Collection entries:
◆ ◆ ◆ ◆
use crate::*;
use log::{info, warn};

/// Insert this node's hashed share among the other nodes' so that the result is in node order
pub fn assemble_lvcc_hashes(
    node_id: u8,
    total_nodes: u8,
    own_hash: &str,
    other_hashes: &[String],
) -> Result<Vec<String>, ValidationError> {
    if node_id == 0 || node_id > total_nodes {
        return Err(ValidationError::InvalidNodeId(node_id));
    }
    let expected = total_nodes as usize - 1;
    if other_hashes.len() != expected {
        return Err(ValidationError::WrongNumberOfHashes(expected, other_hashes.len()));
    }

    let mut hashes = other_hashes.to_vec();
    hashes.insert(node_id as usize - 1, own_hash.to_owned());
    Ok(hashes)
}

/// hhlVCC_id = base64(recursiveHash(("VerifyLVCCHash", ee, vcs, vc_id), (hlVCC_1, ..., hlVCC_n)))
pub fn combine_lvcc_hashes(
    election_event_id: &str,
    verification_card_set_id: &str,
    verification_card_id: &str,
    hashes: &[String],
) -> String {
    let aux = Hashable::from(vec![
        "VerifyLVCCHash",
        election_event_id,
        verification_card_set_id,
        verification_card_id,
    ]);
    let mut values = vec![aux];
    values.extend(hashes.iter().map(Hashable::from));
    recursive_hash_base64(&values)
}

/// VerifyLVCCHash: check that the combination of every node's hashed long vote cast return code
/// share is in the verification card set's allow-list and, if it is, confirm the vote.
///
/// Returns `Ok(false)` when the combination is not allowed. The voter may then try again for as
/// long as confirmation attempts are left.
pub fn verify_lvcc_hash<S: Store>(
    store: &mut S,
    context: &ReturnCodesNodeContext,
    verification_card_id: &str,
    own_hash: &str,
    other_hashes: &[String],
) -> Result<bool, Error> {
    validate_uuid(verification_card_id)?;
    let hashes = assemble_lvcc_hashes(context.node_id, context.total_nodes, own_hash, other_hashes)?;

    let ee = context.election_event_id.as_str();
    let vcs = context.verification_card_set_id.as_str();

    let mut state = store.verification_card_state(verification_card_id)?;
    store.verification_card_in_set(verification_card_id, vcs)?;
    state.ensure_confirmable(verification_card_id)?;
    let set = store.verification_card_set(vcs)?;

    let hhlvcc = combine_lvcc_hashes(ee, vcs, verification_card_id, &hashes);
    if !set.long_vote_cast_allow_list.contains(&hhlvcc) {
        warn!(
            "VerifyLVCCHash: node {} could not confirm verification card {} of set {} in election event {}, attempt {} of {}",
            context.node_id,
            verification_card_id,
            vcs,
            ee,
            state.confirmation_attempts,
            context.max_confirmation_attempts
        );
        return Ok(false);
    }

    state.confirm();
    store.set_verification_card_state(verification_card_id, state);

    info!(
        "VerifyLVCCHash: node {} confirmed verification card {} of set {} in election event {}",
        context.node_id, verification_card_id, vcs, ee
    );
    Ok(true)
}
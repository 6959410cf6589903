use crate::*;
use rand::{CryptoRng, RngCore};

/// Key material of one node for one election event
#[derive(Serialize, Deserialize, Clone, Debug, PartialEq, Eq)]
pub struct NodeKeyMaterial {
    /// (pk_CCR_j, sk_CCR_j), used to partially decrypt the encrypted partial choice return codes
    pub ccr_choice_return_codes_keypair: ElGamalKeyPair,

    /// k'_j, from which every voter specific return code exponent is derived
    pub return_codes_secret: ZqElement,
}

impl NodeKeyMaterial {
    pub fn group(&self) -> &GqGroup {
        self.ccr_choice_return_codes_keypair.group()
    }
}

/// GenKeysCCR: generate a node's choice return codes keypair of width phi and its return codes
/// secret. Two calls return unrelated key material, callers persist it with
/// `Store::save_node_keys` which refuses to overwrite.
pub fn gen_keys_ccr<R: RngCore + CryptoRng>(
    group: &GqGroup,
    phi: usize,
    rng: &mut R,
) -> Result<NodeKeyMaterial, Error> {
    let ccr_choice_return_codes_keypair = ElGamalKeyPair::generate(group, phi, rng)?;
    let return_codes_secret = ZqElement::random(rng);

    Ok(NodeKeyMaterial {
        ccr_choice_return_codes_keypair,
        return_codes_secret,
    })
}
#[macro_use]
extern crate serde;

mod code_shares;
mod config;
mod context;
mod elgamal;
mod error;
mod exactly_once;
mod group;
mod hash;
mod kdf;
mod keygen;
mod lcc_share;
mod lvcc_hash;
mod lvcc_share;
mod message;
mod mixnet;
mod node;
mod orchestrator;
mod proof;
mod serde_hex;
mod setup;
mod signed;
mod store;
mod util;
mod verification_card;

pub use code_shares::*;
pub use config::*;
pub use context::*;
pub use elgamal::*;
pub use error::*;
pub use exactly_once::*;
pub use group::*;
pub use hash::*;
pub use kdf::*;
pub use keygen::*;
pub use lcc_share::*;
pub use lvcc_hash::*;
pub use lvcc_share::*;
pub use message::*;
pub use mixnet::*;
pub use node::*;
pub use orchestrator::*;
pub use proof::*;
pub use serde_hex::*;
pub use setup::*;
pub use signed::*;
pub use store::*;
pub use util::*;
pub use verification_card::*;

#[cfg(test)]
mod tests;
◆ ◆ ◆ ◆
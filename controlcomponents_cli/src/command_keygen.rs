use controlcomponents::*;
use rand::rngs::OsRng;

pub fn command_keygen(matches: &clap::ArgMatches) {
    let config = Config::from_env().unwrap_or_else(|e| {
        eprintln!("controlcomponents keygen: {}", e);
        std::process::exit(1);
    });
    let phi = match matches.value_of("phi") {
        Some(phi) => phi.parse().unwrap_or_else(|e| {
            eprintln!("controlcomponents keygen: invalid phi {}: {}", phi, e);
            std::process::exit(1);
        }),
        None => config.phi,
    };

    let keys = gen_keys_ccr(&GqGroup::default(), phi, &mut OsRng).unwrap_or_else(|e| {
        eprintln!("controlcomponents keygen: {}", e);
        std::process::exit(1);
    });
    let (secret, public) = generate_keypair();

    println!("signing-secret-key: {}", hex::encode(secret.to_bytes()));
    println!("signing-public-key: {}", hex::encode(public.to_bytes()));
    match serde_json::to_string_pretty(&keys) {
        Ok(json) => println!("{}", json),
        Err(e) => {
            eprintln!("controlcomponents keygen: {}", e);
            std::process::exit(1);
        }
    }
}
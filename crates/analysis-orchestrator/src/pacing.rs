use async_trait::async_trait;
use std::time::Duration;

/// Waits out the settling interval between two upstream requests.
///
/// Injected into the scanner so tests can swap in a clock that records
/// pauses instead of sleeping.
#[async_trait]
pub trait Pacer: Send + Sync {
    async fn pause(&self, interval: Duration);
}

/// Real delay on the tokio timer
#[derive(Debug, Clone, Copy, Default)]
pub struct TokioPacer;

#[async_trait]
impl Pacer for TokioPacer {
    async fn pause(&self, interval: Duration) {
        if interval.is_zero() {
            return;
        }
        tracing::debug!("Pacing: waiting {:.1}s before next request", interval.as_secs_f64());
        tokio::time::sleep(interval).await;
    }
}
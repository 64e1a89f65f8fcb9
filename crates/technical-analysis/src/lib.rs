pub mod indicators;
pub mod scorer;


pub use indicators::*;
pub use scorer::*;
◆ ◆ ◆ ◆
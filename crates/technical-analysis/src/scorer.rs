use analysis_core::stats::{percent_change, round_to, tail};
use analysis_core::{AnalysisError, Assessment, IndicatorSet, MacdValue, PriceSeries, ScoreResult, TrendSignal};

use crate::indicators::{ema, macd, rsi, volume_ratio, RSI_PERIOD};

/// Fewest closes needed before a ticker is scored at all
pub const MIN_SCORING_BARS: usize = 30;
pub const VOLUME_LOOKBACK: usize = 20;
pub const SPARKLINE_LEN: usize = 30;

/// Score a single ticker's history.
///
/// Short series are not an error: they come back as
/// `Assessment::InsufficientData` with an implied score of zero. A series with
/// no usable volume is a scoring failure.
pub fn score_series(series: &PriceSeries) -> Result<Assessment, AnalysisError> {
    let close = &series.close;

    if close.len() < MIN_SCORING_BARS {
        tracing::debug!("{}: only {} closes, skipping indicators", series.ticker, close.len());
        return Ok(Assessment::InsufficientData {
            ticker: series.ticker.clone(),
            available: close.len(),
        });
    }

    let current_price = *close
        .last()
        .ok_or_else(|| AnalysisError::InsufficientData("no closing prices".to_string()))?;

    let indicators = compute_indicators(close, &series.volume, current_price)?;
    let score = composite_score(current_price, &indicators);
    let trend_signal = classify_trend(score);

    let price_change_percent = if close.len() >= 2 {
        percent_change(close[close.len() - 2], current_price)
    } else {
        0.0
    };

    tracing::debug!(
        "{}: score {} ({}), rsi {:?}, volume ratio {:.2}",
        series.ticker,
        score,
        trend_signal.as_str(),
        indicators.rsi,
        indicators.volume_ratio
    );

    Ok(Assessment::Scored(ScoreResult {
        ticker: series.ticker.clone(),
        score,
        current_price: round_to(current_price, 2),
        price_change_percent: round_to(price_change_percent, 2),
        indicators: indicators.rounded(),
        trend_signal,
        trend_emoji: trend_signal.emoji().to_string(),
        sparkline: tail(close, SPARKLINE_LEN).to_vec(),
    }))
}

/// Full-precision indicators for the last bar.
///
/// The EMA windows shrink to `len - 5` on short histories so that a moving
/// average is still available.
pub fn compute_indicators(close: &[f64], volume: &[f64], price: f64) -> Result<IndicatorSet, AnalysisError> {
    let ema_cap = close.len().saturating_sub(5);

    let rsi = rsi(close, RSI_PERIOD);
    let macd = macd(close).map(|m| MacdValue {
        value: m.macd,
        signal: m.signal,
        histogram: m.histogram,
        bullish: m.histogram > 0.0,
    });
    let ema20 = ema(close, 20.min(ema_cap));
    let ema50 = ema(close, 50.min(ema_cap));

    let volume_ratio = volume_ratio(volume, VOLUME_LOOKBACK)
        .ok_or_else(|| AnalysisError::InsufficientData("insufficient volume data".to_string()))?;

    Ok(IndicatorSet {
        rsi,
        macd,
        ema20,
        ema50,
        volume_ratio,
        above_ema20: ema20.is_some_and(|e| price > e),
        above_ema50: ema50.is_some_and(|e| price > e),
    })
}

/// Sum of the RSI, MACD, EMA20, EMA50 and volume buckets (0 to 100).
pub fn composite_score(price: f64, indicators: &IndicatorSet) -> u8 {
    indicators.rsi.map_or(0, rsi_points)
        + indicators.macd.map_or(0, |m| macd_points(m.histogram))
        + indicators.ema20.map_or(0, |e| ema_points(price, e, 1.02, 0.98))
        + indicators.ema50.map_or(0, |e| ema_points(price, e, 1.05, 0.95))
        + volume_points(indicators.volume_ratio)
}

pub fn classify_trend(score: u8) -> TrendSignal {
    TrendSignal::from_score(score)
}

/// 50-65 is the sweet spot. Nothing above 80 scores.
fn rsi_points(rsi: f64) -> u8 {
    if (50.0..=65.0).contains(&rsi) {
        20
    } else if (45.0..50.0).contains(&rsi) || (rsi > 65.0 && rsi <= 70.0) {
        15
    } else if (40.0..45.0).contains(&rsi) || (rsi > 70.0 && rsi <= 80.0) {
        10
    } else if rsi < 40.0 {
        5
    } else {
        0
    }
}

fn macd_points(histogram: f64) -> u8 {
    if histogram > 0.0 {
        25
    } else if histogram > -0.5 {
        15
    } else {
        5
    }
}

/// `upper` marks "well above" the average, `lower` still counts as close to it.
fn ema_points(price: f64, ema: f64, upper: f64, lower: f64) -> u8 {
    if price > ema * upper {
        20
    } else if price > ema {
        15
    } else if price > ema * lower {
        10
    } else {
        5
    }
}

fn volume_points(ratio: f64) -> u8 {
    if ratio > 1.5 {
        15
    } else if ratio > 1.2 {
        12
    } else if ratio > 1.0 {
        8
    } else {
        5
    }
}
◆ ◆ ◆ ◆
> **WHAT YOU SHOULD DO**
Look above for the line holding "use rand::rngs::OsRng;". Print it and every line after it, exactly, through the line holding "impl Pacer for".

> **OUTPUT OF THE TASK**
use rand::rngs::OsRng;

pub fn command_keygen(matches: &clap::ArgMatches) {
    let config = Config::from_env().unwrap_or_else(|e| {
        eprintln!("controlcomponents keygen: {}", e);
        std::process::exit(1);
    });
    let phi = match matches.value_of("phi") {
        Some(phi) => phi.parse().unwrap_or_else(|e| {
            eprintln!("controlcomponents keygen: invalid phi {}: {}", phi, e);
            std::process::exit(1);
        }),
        None => config.phi,
    };

    let keys = gen_keys_ccr(&GqGroup::default(), phi, &mut OsRng).unwrap_or_else(|e| {
        eprintln!("controlcomponents keygen: {}", e);
        std::process::exit(1);
    });
    let (secret, public) = generate_keypair();

    println!("signing-secret-key: {}", hex::encode(secret.to_bytes()));
    println!("signing-public-key: {}", hex::encode(public.to_bytes()));
    match serde_json::to_string_pretty(&keys) {
        Ok(json) => println!("{}", json),
        Err(e) => {
            eprintln!("controlcomponents keygen: {}", e);
            std::process::exit(1);
        }
    }
}
filename crates/analysis-orchestrator/src/pacing.rs
use async_trait::async_trait;
use std::time::Duration;

/// Waits out the settling interval between two upstream requests.
///
/// Injected into the scanner so tests can swap in a clock that records
/// pauses instead of sleeping.
#[async_trait]
pub trait Pacer: Send + Sync {
    async fn pause(&self, interval: Duration);
}

/// Real delay on the tokio timer
#[derive(Debug, Clone, Copy, Default)]
pub struct TokioPacer;

#[async_trait]
impl Pacer for TokioPacer {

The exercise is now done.